Required work:
Write out the entries below once more, exactly.

● ● ● ● ● ● ●

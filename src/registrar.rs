//! Per-service registration state machine.
//!
//! Brings one service to a running state by replacing any prior
//! registration: query, best-effort stop and remove, settle until the OS
//! releases the name, then install and start the new registration.

use std::{
    path::Path,
    thread,
    time::{Duration, Instant},
};

use tracing::{debug, error, info, warn};

use crate::{
    constants::{SETTLE_DELAY, SETTLE_POLL_INTERVAL},
    controller::{ServiceController, ServiceStatus},
    error::ProvisionError,
};

/// Timings for the settling step between remove and install.
///
/// The registry is polled until the removed name stops resolving; if it
/// still resolves when the window closes, one full fixed delay is taken as
/// a last resort.
#[derive(Debug, Clone, Copy)]
pub struct SettleTimings {
    /// Interval between status polls.
    pub poll_interval: Duration,
    /// How long to keep polling before giving up.
    pub poll_window: Duration,
    /// Fixed delay taken when polling never observed the name released.
    pub fallback_delay: Duration,
}

impl Default for SettleTimings {
    fn default() -> Self {
        Self {
            poll_interval: SETTLE_POLL_INTERVAL,
            poll_window: SETTLE_DELAY,
            fallback_delay: SETTLE_DELAY,
        }
    }
}

/// Registers services through a [`ServiceController`].
pub struct ServiceRegistrar<'a> {
    controller: &'a dyn ServiceController,
    timings: SettleTimings,
}

impl<'a> ServiceRegistrar<'a> {
    /// Creates a registrar with the default settle timings.
    pub fn new(controller: &'a dyn ServiceController) -> Self {
        Self::with_timings(controller, SettleTimings::default())
    }

    /// Creates a registrar with explicit settle timings.
    pub fn with_timings(controller: &'a dyn ServiceController, timings: SettleTimings) -> Self {
        Self { controller, timings }
    }

    /// Replaces any existing registration of `service` with one running
    /// `script_path`, and starts it.
    ///
    /// Stop and remove failures are logged and ignored; install and start
    /// failures are fatal for this service and propagate to the caller.
    pub fn register(&self, service: &str, script_path: &Path) -> Result<(), ProvisionError> {
        match self.controller.query_status(service)? {
            ServiceStatus::Absent => {
                debug!("Service '{service}' not registered; skipping stop and remove.");
            }
            status => {
                if status == ServiceStatus::Running {
                    info!("Stopping service '{service}'...");
                    if let Err(err) = self.controller.stop(service) {
                        warn!("Ignoring stop failure for '{service}': {err}");
                    }
                }

                match self.controller.remove(service) {
                    Ok(()) => info!("Service '{service}' removed successfully."),
                    // Best effort: install is still attempted against a
                    // possibly stale registration.
                    Err(err) => error!("Failed to remove service '{service}': {err}"),
                }
            }
        }

        self.settle(service);

        self.controller.install(service, script_path)?;
        info!(
            "Service '{service}' created successfully to run {:?}.",
            script_path
        );

        self.controller.start(service)?;
        info!("Service '{service}' started successfully.");

        Ok(())
    }

    /// Waits for the OS to release the service name after removal.
    fn settle(&self, service: &str) {
        let deadline = Instant::now() + self.timings.poll_window;
        loop {
            match self.controller.query_status(service) {
                Ok(ServiceStatus::Absent) => {
                    debug!("Service '{service}' released; settling complete.");
                    return;
                }
                Ok(status) => {
                    debug!("Service '{service}' still {} while settling.", status.as_ref());
                }
                Err(err) => {
                    debug!("Status poll failed while settling for '{service}': {err}");
                    return;
                }
            }

            if Instant::now() >= deadline {
                break;
            }
            thread::sleep(self.timings.poll_interval);
        }

        warn!(
            "Service '{service}' still registered after {:?}; falling back to fixed settling delay.",
            self.timings.poll_window
        );
        thread::sleep(self.timings.fallback_delay);
    }
}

● ● ● ● ● ● ●

Result:
filename src/registrar.rs
//! Per-service registration state machine.
//!
//! Brings one service to a running state by replacing any prior
//! registration: query, best-effort stop and remove, settle until the OS
//! releases the name, then install and start the new registration.

use std::{
    path::Path,
    thread,
    time::{Duration, Instant},
};

use tracing::{debug, error, info, warn};

use crate::{
    constants::{SETTLE_DELAY, SETTLE_POLL_INTERVAL},
    controller::{ServiceController, ServiceStatus},
    error::ProvisionError,
};

/// Timings for the settling step between remove and install.
///
/// The registry is polled until the removed name stops resolving; if it
/// still resolves when the window closes, one full fixed delay is taken as
/// a last resort.
#[derive(Debug, Clone, Copy)]
pub struct SettleTimings {
    /// Interval between status polls.
    pub poll_interval: Duration,
    /// How long to keep polling before giving up.
    pub poll_window: Duration,
    /// Fixed delay taken when polling never observed the name released.
    pub fallback_delay: Duration,
}

impl Default for SettleTimings {
    fn default() -> Self {
        Self {
            poll_interval: SETTLE_POLL_INTERVAL,
            poll_window: SETTLE_DELAY,
            fallback_delay: SETTLE_DELAY,
        }
    }
}

/// Registers services through a [`ServiceController`].
pub struct ServiceRegistrar<'a> {
    controller: &'a dyn ServiceController,
    timings: SettleTimings,
}

impl<'a> ServiceRegistrar<'a> {
    /// Creates a registrar with the default settle timings.
    pub fn new(controller: &'a dyn ServiceController) -> Self {
        Self::with_timings(controller, SettleTimings::default())
    }

    /// Creates a registrar with explicit settle timings.
    pub fn with_timings(controller: &'a dyn ServiceController, timings: SettleTimings) -> Self {
        Self { controller, timings }
    }

    /// Replaces any existing registration of `service` with one running
    /// `script_path`, and starts it.
    ///
    /// Stop and remove failures are logged and ignored; install and start
    /// failures are fatal for this service and propagate to the caller.
    pub fn register(&self, service: &str, script_path: &Path) -> Result<(), ProvisionError> {
        match self.controller.query_status(service)? {
            ServiceStatus::Absent => {
                debug!("Service '{service}' not registered; skipping stop and remove.");
            }
            status => {
                if status == ServiceStatus::Running {
                    info!("Stopping service '{service}'...");
                    if let Err(err) = self.controller.stop(service) {
                        warn!("Ignoring stop failure for '{service}': {err}");
                    }
                }

                match self.controller.remove(service) {
                    Ok(()) => info!("Service '{service}' removed successfully."),
                    // Best effort: install is still attempted against a
                    // possibly stale registration.
                    Err(err) => error!("Failed to remove service '{service}': {err}"),
                }
            }
        }

        self.settle(service);

        self.controller.install(service, script_path)?;
        info!(
            "Service '{service}' created successfully to run {:?}.",
            script_path
        );

        self.controller.start(service)?;
        info!("Service '{service}' started successfully.");

        Ok(())
    }

    /// Waits for the OS to release the service name after removal.
    fn settle(&self, service: &str) {
        let deadline = Instant::now() + self.timings.poll_window;
        loop {
            match self.controller.query_status(service) {
                Ok(ServiceStatus::Absent) => {
                    debug!("Service '{service}' released; settling complete.");
                    return;
                }
                Ok(status) => {
                    debug!("Service '{service}' still {} while settling.", status.as_ref());
                }
                Err(err) => {
                    debug!("Status poll failed while settling for '{service}': {err}");
                    return;
                }
            }

            if Instant::now() >= deadline {
                break;
            }
            thread::sleep(self.timings.poll_interval);
        }

        warn!(
            "Service '{service}' still registered after {:?}; falling back to fixed settling delay.",
            self.timings.poll_window
        );
        thread::sleep(self.timings.fallback_delay);
    }
}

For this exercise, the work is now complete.